Now, the way a drug is taken can ramp up its risks. Smoking, injecting, or snorting can amplify dangers for substances like heroin or cocaine. Ketamine, on the other hand, is rarely injected outside of medical settings, minimizing risks of infections or overdoses related to poor administration. In clinics, professionals follow strict protocols to ensure safe dosages and administration.
A New Moral Panic?
And yet, despite all this data, Perry’s death is poised to become the rallying cry for those looking to push ketamine back into the shadows. The nonstop media coverage of the trial of Jasveen Sangha—the “Ketamine Queen”—and Dr. Salvador Plasencia will likely sideline the thousands who have found relief through responsible use, in favor of a narrative that paints ketamine as a villain.
We’ve seen this before: in the 1960s, psychedelics showed incredible promise until sensationalized headlines about “acid casualties” and “bad trips” triggered a moral panic, leading to the Controlled Substances Act of 1970. That decision set back psychedelic research for decades.
Now, history threatens to repeat itself. The FDA, already hesitant about psychedelic treatments, could face mounting pressure to ban or severely restrict ketamine’s use for depression and anxiety. The DEA might consider reclassifying it as a Schedule I drug, wiping out the progress made in psychedelic-assisted therapy. And most concerning of all, people battling depression could be scared away from ketamine therapy, depriving them of a potential lifeline.
Ketamine Saves Lives—Will We Let Fear Destroy That?
Ketamine is one of the few treatments capable of rapidly relieving severe depression, even in cases where traditional antidepressants fail. Its effectiveness in treating PTSD and suicidal ideation is well-documented, making it a critical tool in the fight against mental illness.

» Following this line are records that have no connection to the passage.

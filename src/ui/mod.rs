use alloy_primitives::Address;
use ratatui::layout::{Alignment, Constraint, Direction, Layout, Rect};
use ratatui::style::{Color, Modifier, Style};
use ratatui::text::{Line, Span, Text};
use ratatui::widgets::{Block, Borders, Clear, Paragraph, Wrap};
use ratatui::Frame;

pub mod layout;

use crate::app::{App, InputMode, Page, StatusLevel};
use crate::config;
use crate::core::Module;

pub fn draw(f: &mut Frame, app: &App) {
    let areas = layout::areas(f.size());

    draw_header(f, areas.header, app);
    match app.page {
        Page::Faucet => app.faucet.render(f, areas.body, &app.ctx),
        Page::Counter => app.counter.render(f, areas.body, &app.ctx),
    }
    draw_contracts(f, areas.contracts, app);
    draw_status_line(f, areas.status_line, app);
    draw_command_line(f, areas.command_line, app);

    if app.help_open {
        draw_help_popup(f, areas.size, app);
    }
}

fn draw_header(f: &mut Frame, area: Rect, app: &App) {
    let chunks = Layout::default()
        .direction(Direction::Horizontal)
        .constraints([Constraint::Percentage(60), Constraint::Percentage(40)])
        .split(area);

    let mut spans = vec![
        Span::styled(
            "Drip",
            Style::default()
                .fg(Color::LightCyan)
                .add_modifier(Modifier::BOLD),
        ),
        Span::raw("  "),
    ];
    for page in Page::ALL {
        let style = if page == app.page {
            Style::default()
                .fg(Color::Black)
                .bg(Color::LightCyan)
                .add_modifier(Modifier::BOLD)
        } else {
            Style::default().fg(Color::Gray)
        };
        spans.push(Span::styled(
            format!(" {} {} ", page.shortcut(), page.title()),
            style,
        ));
        spans.push(Span::raw(" "));
    }
    spans.push(Span::styled("RPC", Style::default().fg(Color::DarkGray)));
    spans.push(Span::raw(format!(" {}", app.ctx.endpoint)));

    let left = Paragraph::new(Line::from(spans))
        .block(Block::default().borders(Borders::ALL))
        .alignment(Alignment::Left);
    f.render_widget(left, chunks[0]);

    let session = &app.ctx.session;
    let (state, color) = match (app.online, session.connected) {
        (false, _) => ("offline", Color::LightRed),
        (true, false) => ("disconnected", Color::LightYellow),
        (true, true) => ("connected", Color::LightGreen),
    };
    let account = session
        .address
        .map(|addr| short_addr(&addr))
        .unwrap_or_else(|| "--".to_string());
    let chain = session
        .chain_id
        .map(|id| id.to_string())
        .unwrap_or_else(|| "--".to_string());
    let right = Paragraph::new(Line::from(vec![
        Span::styled(state, Style::default().fg(color)),
        Span::raw("  "),
        Span::styled("Acct ", Style::default().fg(Color::DarkGray)),
        Span::raw(format!("{}  ", account)),
        Span::styled("Chain ", Style::default().fg(Color::DarkGray)),
        Span::raw(chain),
    ]))
    .block(Block::default().borders(Borders::ALL))
    .alignment(Alignment::Right);
    f.render_widget(right, chunks[1]);
}

fn draw_contracts(f: &mut Frame, area: Rect, app: &App) {
    let entry = |name: &'static str, address: Option<Address>| {
        let value = address
            .map(|addr| short_addr(&addr))
            .unwrap_or_else(|| "(not configured)".to_string());
        Line::from(vec![
            Span::styled(format!("{:<8}", name), Style::default().fg(Color::DarkGray)),
            Span::raw(value),
        ])
    };

    let mut lines = vec![
        entry("Token", app.contracts.token),
        entry("Faucet", app.contracts.faucet),
        entry("Counter", app.contracts.counter),
        Line::from(""),
        Line::from(vec![
            Span::styled(format!("{:<8}", "Wallet"), Style::default().fg(Color::DarkGray)),
            Span::raw(if app.wallet.is_empty() { "--".to_string() } else { app.wallet.clone() }),
        ]),
    ];
    if app.ctx.session.accounts.len() > 1 {
        lines.push(Line::from(Span::styled(
            format!("{} accounts (:account N)", app.ctx.session.accounts.len()),
            Style::default().fg(Color::DarkGray),
        )));
    }
    lines.push(Line::from(""));
    lines.push(Line::from(Span::styled(
        app.ctx.explorer.base_url().to_string(),
        Style::default().fg(Color::DarkGray),
    )));

    let paragraph = Paragraph::new(lines)
        .block(Block::default().borders(Borders::ALL).title("CONTRACTS"))
        .wrap(Wrap { trim: true });
    f.render_widget(paragraph, area);
}

fn draw_status_line(f: &mut Frame, area: Rect, app: &App) {
    let endpoint_position = if app.endpoints.is_empty() {
        "--".to_string()
    } else {
        format!("{}/{}", app.endpoint_index + 1, app.endpoints.len())
    };
    let mut spans = vec![
        Span::styled("Page ", Style::default().fg(Color::DarkGray)),
        Span::raw(format!("{}  ", app.page.title())),
        Span::styled("Endpoint ", Style::default().fg(Color::DarkGray)),
        Span::raw(format!("{}  ", endpoint_position)),
    ];
    if let Some(last) = app.command.last.as_deref() {
        spans.push(Span::styled("Last ", Style::default().fg(Color::DarkGray)));
        spans.push(Span::raw(format!(":{}", last)));
    }

    let paragraph = Paragraph::new(Line::from(spans))
        .style(Style::default().fg(Color::White))
        .alignment(Alignment::Left);
    f.render_widget(paragraph, area);
}

/// Get command hint for autocompletion
fn command_hint(input: &str) -> Option<&'static str> {
    let input = input.trim().to_lowercase();
    if input.is_empty() {
        return None;
    }

    let commands = [
        ("claim", "Claim from the faucet"),
        ("fund", "fund <amount> - transfer smallest units to the faucet"),
        ("faucet", "Show faucet page"),
        ("counter", "Show counter page"),
        ("inc", "Increment the counter"),
        ("incby", "incby <n> - increment by n"),
        ("cancel", "Stop waiting on a pending transaction"),
        ("refresh", "Re-read the current page"),
        ("connect", "Connect the wallet"),
        ("disconnect", "Disconnect the wallet"),
        ("account", "account <index> - select account"),
        ("rpc", "rpc <n> - switch endpoint"),
        ("copy", "Copy explorer link"),
        ("help", "Show help"),
        ("quit", "Quit"),
    ];

    for (cmd, desc) in commands {
        if cmd.starts_with(&input) || input.starts_with(&format!("{} ", cmd)) {
            return Some(desc);
        }
    }
    None
}

fn draw_command_line(f: &mut Frame, area: Rect, app: &App) {
    let content = match app.input_mode {
        InputMode::Command => {
            let hint = command_hint(&app.command.input);
            let hint_text = hint.unwrap_or("claim | fund <n> | inc | incby <n> | refresh | help");
            Line::from(vec![
                Span::styled(": ", Style::default().fg(Color::Yellow)),
                Span::raw(app.command.input.as_str()),
                Span::styled(
                    format!("  {}", hint_text),
                    Style::default().fg(Color::DarkGray),
                ),
            ])
        }
        InputMode::Normal => {
            if let Some((text, level)) = app.status_text() {
                let color = match level {
                    StatusLevel::Info => Color::LightGreen,
                    StatusLevel::Warn => Color::LightYellow,
                    StatusLevel::Error => Color::LightRed,
                };
                Line::from(vec![
                    Span::styled("msg: ", Style::default().fg(Color::DarkGray)),
                    Span::styled(text, Style::default().fg(color)),
                ])
            } else {
                action_hints(app)
            }
        }
    };

    let paragraph = Paragraph::new(content).style(Style::default().fg(Color::White));
    f.render_widget(paragraph, area);
}

fn action_hints(app: &App) -> Line<'static> {
    let hints: &[(&str, &str)] = match app.page {
        Page::Faucet => &[("c", "claim"), ("f", "fund"), ("r", "refresh"), ("x", "cancel"), ("y", "copy link")],
        Page::Counter => &[("i", "inc"), ("b", "inc by"), ("r", "refresh"), ("x", "cancel"), ("y", "copy link")],
    };
    let mut spans = Vec::new();
    for (key, label) in hints.iter().chain([(":", "command"), ("?", "help"), ("q", "quit")].iter()) {
        spans.push(Span::styled(key.to_string(), Style::default().fg(Color::Yellow)));
        spans.push(Span::styled(format!(" {}  ", label), Style::default().fg(Color::DarkGray)));
    }
    Line::from(spans)
}

fn draw_help_popup(f: &mut Frame, area: Rect, app: &App) {
    let popup_area = layout::centered_rect(64, 70, area);
    f.render_widget(Clear, popup_area);

    let config_path = config::config_path()
        .map(|path| path.display().to_string())
        .unwrap_or_else(|| "(unknown)".to_string());

    let lines = vec![
        Line::from("Navigation"),
        Line::from("  1 / 2      Faucet / Counter page"),
        Line::from("  Tab        Next page"),
        Line::from("  [ / ]      Previous / next endpoint"),
        Line::from("  :          Command line"),
        Line::from("  Esc        Close"),
        Line::from(""),
        Line::from("Faucet"),
        Line::from("  c          Claim"),
        Line::from("  f          Fund the faucet (:fund <amount>)"),
        Line::from(""),
        Line::from("Counter"),
        Line::from("  i / +      Increment"),
        Line::from("  b          Increment by (:incby <n>)"),
        Line::from(""),
        Line::from("Any page"),
        Line::from("  r          Refresh"),
        Line::from("  x          Stop waiting on a pending transaction"),
        Line::from("  y          Copy explorer link"),
        Line::from("  ?          Toggle help"),
        Line::from("  q          Quit"),
        Line::from(""),
        Line::from(format!("Config: {}", config_path)),
        Line::from(format!("Explorer: {}", app.ctx.explorer.base_url())),
    ];

    let paragraph = Paragraph::new(Text::from(lines))
        .block(Block::default().title("Help").borders(Borders::ALL))
        .alignment(Alignment::Left)
        .wrap(Wrap { trim: true });

    f.render_widget(paragraph, popup_area);
}

fn short_addr(address: &Address) -> String {
    let value = address.to_checksum(None);
    format!("{}..{}", &value[..6], &value[value.len() - 4..])
}

#[cfg(test)]
mod tests {
    use super::*;

    #[test]
    fn test_short_addr() {
        let addr: Address = "0xf39Fd6e51aad88F6F4ce6aB8827279cffFb92266".parse().unwrap();
        assert_eq!(short_addr(&addr), "0xf39F..2266");
    }

    #[test]
    fn test_command_hint() {
        assert_eq!(command_hint("cl"), Some("Claim from the faucet"));
        assert_eq!(command_hint("incby 5"), Some("incby <n> - increment by n"));
        assert_eq!(command_hint(""), None);
        assert_eq!(command_hint("zzz"), None);
    }
}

But if knee-jerk reactions to Perry’s death push ketamine therapy out of reach, it won’t be just celebrities making headlines—it will be everyday people losing access to life-saving treatment.
Matthew Perry Died from Systemic Failure, Not Ketamine
Matthew Perry’s death is not a cautionary tale of a dangerous drug; it’s a scathing indictment of a broken system. He died because of a web of negligence, cruelty, and contempt from those who saw his suffering as an opportunity to profit.
His death is a damning account of the greedy doctors who belittled him, the drug suppliers who enabled him, and the treatment centers that failed him time and time again. Perry was failed at every level by people who should have known better, and in the end, it was their greed and indifference that drowned him as much as the water in that hot tub.
The tragedy is already immense, but it could get worse. If his death becomes the catalyst for a sweeping crackdown on ketamine, it won’t just be Perry who suffered at the hands of a system that failed him—it will be the countless people who need this treatment to fight their own battles with depression. The media will latch onto every salacious detail of the upcoming trial, creating a wave of panic that could push ketamine therapy to the brink of extinction.
In the end, the real question isn’t whether ketamine is dangerous—it’s whether we’re about to let fear and sensationalism drown a treatment that has saved so many lives.